Your answer should be a single number: the count of lines in the entries below that contain "struct".

---------- DATASET ENTRIES

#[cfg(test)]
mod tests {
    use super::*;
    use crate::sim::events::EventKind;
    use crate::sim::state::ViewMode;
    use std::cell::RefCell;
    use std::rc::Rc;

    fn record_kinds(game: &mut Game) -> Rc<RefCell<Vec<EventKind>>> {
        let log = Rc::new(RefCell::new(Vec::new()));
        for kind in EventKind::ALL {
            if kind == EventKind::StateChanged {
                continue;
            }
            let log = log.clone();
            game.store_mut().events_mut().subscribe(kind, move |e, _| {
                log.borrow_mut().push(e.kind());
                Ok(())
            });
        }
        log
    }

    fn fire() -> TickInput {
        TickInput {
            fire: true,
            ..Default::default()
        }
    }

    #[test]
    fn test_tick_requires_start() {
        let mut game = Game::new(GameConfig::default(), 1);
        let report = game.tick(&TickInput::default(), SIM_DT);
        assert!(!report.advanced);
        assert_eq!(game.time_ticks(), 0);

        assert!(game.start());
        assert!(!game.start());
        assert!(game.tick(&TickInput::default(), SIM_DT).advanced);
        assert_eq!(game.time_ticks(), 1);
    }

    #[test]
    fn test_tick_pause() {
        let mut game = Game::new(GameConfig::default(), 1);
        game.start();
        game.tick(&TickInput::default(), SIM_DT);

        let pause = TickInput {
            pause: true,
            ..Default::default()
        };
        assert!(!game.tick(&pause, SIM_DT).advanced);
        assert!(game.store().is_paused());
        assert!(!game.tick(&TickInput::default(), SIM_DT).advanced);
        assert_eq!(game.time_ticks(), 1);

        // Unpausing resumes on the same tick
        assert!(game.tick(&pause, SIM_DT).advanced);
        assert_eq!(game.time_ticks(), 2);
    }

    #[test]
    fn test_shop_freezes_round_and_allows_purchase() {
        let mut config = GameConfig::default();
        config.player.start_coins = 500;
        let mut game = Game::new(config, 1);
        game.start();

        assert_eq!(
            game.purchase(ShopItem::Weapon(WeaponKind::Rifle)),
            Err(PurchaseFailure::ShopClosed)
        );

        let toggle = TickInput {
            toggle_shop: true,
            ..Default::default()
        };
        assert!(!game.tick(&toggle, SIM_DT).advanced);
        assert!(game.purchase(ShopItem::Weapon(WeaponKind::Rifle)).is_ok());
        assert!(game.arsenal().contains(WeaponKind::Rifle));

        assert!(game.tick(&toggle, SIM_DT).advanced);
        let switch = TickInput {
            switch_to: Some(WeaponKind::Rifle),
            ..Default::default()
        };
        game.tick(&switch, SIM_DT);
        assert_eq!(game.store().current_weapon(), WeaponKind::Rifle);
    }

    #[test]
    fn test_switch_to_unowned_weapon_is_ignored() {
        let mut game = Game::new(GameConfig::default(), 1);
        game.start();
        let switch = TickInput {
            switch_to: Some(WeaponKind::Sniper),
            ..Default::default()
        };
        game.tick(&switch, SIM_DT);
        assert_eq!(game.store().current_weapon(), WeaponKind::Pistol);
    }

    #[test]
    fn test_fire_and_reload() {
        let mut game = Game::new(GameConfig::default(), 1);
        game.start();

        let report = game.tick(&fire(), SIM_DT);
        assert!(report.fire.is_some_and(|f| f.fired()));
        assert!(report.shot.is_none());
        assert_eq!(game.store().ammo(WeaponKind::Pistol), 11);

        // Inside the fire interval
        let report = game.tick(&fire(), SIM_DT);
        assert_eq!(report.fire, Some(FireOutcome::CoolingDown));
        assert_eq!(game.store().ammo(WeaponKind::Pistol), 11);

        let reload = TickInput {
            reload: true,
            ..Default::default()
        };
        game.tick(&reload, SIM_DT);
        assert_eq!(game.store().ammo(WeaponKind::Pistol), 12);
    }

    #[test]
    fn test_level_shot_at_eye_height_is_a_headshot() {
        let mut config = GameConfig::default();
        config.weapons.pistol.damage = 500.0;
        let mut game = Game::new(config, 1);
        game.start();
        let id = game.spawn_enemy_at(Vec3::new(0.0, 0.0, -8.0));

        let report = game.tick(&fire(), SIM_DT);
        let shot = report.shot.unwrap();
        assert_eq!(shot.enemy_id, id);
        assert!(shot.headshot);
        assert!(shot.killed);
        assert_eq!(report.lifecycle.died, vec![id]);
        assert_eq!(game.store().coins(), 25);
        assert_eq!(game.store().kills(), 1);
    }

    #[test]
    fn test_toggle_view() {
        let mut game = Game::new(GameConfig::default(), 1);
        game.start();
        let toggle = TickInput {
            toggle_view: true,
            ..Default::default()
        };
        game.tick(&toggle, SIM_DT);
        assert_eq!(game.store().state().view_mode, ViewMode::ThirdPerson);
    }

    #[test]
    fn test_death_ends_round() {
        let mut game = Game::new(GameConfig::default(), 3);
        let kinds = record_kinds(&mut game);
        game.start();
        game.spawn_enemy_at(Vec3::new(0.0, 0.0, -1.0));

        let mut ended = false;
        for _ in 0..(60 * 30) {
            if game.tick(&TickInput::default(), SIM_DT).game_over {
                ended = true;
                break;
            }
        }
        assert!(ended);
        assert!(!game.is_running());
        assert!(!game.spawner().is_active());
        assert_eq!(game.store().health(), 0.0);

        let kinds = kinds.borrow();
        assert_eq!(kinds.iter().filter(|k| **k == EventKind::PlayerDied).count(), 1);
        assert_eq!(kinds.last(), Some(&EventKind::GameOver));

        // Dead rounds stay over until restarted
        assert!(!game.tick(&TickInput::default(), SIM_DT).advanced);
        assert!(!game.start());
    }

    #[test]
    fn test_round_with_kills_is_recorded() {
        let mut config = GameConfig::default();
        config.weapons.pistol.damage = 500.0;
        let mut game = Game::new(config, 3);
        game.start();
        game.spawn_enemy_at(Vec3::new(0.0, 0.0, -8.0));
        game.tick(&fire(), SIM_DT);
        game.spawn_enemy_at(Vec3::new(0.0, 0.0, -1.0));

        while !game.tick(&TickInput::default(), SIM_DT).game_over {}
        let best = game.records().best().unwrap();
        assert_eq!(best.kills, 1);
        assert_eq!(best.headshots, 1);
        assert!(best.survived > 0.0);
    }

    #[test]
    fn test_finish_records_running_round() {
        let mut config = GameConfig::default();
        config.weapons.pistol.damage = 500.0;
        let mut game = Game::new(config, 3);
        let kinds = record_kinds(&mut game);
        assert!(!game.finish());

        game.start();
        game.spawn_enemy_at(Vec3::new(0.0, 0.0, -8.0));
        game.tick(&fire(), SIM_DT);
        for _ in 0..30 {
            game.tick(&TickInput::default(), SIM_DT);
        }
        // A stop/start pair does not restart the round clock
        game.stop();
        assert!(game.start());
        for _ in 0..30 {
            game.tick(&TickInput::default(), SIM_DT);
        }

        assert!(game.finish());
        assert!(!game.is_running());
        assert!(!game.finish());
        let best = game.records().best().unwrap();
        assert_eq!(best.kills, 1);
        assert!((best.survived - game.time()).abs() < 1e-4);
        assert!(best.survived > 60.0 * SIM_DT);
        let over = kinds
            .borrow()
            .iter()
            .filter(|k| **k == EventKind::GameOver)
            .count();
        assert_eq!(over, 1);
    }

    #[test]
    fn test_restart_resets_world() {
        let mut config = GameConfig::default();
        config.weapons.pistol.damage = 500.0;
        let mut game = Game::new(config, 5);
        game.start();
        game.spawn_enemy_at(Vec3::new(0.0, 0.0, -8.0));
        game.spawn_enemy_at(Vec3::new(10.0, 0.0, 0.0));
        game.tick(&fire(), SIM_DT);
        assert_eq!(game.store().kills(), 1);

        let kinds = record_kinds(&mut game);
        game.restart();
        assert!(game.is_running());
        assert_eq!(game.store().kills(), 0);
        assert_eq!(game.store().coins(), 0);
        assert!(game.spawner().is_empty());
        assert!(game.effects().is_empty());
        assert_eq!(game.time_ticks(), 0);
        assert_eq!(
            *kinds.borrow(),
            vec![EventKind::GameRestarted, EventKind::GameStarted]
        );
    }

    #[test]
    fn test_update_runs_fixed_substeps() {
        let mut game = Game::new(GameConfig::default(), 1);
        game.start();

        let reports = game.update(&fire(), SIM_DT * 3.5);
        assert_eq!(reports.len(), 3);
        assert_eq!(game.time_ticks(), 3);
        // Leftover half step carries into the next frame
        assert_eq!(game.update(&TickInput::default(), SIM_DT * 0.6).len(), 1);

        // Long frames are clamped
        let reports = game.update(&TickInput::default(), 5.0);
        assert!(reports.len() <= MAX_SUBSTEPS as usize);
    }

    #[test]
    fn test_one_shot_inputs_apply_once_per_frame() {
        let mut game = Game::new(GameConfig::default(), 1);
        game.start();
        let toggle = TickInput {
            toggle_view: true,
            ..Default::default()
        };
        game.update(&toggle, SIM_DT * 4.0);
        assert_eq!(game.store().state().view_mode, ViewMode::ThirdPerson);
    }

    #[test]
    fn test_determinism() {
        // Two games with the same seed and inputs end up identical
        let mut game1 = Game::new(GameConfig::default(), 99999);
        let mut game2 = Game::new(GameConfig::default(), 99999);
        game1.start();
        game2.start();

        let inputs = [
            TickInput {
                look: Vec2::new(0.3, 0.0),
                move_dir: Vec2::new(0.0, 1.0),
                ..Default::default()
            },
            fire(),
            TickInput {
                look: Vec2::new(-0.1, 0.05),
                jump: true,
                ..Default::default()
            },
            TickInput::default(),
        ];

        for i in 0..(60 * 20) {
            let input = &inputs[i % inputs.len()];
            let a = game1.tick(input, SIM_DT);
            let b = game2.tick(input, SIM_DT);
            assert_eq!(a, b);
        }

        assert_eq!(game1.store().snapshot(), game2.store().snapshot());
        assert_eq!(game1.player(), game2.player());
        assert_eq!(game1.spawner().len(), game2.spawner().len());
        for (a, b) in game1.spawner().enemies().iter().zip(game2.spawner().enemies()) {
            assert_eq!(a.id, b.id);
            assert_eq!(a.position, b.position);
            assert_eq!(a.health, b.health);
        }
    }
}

--------------------
---------- DATASET ENTRIES

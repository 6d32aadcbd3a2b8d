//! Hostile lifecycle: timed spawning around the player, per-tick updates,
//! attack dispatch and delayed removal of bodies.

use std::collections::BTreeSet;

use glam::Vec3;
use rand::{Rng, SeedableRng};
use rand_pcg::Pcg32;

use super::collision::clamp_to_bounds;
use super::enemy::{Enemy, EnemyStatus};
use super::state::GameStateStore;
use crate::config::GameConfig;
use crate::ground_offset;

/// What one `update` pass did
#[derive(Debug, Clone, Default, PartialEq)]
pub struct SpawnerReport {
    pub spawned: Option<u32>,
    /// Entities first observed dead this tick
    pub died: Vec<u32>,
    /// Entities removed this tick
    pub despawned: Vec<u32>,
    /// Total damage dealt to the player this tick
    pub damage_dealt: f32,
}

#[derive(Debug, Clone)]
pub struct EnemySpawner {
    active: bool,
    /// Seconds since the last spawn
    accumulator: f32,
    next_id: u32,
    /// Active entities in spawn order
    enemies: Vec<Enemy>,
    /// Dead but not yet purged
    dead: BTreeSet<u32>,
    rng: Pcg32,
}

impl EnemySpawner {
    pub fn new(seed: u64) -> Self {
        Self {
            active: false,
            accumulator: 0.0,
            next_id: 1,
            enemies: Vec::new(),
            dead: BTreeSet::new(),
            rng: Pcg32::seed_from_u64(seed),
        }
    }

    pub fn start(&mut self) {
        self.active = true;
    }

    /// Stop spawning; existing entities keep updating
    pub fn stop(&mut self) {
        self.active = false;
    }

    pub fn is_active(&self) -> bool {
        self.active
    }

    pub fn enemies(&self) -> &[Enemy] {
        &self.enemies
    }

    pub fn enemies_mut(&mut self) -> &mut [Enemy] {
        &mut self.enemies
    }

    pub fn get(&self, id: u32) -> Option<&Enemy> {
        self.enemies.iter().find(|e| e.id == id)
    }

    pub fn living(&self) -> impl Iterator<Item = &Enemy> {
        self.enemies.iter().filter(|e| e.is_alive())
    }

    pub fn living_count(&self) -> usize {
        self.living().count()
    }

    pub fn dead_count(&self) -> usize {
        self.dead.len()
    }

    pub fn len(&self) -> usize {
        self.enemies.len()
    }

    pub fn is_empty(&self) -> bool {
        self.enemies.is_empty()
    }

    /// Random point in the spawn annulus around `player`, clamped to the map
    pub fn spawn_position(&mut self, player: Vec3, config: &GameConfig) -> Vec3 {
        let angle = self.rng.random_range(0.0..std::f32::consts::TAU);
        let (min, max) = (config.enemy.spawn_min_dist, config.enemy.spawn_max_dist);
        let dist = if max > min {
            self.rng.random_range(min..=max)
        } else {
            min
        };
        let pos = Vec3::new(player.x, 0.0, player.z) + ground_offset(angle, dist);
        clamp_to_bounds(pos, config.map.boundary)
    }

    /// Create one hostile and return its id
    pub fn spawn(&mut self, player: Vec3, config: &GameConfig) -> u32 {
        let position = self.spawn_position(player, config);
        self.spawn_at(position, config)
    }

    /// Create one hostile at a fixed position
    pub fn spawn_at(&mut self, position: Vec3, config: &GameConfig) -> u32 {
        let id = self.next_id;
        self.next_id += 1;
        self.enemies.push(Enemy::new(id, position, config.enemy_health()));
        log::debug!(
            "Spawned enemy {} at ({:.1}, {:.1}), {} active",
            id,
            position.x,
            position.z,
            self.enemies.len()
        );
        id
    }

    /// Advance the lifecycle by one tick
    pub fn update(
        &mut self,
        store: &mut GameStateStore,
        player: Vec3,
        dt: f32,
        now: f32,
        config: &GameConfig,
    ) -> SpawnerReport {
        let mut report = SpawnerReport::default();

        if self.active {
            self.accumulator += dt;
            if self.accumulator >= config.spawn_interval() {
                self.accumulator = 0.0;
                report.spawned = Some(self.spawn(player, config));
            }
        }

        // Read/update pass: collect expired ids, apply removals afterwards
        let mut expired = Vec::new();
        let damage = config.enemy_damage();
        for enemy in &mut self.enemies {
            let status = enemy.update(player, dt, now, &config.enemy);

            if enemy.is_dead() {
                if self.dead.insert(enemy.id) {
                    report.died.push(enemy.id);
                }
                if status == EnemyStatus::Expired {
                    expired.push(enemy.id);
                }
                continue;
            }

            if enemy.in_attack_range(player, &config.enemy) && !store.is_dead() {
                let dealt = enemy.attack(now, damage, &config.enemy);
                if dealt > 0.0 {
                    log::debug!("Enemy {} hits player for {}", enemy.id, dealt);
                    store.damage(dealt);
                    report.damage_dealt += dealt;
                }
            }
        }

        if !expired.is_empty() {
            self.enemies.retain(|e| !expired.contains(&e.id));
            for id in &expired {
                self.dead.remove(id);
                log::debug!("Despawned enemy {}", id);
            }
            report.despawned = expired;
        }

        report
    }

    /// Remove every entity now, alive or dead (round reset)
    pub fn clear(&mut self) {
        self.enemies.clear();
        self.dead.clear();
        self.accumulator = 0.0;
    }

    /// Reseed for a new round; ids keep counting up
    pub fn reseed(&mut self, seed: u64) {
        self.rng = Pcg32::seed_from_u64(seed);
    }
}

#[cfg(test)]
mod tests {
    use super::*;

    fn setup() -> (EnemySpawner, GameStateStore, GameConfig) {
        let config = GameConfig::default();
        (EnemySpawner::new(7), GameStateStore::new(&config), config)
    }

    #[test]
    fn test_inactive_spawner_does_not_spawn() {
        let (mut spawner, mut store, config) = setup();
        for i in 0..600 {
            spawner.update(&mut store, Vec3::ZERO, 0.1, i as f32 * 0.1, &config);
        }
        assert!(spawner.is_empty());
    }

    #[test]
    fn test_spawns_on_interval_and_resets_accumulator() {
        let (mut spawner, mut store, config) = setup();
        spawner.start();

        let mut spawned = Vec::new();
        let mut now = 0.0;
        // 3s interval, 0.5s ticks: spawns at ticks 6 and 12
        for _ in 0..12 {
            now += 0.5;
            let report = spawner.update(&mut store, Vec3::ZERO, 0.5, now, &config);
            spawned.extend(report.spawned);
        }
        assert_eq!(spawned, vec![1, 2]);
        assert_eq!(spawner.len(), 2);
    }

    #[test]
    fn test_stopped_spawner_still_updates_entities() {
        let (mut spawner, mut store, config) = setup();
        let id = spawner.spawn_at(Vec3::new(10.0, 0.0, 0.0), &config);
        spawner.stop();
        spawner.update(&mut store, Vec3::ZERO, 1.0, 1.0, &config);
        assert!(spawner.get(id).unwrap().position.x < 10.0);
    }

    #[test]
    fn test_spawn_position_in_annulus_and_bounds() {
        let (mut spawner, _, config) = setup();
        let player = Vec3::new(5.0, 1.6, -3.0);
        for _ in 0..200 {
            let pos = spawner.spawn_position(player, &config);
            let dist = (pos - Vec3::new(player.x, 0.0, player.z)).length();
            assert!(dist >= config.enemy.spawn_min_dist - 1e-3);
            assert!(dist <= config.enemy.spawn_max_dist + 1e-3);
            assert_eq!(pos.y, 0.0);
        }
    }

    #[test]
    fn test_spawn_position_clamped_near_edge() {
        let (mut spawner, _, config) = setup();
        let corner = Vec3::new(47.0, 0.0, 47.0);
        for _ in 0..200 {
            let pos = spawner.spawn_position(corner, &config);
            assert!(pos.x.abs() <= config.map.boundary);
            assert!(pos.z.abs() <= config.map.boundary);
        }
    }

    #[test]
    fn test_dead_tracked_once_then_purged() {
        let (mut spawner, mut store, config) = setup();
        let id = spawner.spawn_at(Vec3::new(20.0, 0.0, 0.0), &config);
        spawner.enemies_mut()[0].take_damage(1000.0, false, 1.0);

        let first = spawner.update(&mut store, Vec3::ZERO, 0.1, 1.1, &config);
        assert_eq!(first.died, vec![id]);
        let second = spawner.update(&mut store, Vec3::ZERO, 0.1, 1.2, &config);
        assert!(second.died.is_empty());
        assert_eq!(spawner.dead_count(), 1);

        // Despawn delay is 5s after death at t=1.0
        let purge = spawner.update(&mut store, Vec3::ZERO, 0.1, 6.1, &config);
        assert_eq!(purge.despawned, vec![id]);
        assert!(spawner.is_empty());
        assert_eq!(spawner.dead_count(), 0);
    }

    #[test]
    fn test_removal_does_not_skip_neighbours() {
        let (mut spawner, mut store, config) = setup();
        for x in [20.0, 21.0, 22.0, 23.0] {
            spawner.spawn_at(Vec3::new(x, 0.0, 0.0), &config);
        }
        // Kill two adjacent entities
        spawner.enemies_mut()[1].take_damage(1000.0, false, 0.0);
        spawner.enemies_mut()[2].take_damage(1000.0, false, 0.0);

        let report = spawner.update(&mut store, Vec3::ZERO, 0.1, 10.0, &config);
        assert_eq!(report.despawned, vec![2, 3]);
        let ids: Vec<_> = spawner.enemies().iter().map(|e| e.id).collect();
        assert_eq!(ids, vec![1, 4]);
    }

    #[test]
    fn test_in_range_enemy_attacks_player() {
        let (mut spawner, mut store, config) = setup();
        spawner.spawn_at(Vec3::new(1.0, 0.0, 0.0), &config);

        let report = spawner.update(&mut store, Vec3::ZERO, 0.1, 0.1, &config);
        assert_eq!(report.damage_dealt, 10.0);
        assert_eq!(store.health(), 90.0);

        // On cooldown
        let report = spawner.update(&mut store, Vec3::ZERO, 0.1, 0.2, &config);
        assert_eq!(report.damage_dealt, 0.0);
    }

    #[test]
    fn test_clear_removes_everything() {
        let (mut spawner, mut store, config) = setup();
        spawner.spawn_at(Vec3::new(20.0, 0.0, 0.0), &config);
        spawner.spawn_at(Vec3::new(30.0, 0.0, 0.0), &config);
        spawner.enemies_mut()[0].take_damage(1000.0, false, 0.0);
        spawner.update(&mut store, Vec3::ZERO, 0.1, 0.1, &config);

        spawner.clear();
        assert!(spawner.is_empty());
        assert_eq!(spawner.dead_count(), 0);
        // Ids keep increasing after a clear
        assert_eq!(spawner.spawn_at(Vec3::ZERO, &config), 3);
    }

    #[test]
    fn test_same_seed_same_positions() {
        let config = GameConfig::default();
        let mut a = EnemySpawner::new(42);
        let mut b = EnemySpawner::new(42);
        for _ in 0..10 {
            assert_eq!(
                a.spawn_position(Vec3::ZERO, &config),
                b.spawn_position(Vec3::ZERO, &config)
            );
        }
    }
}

--------------------

WRITTEN RESPONSE:
2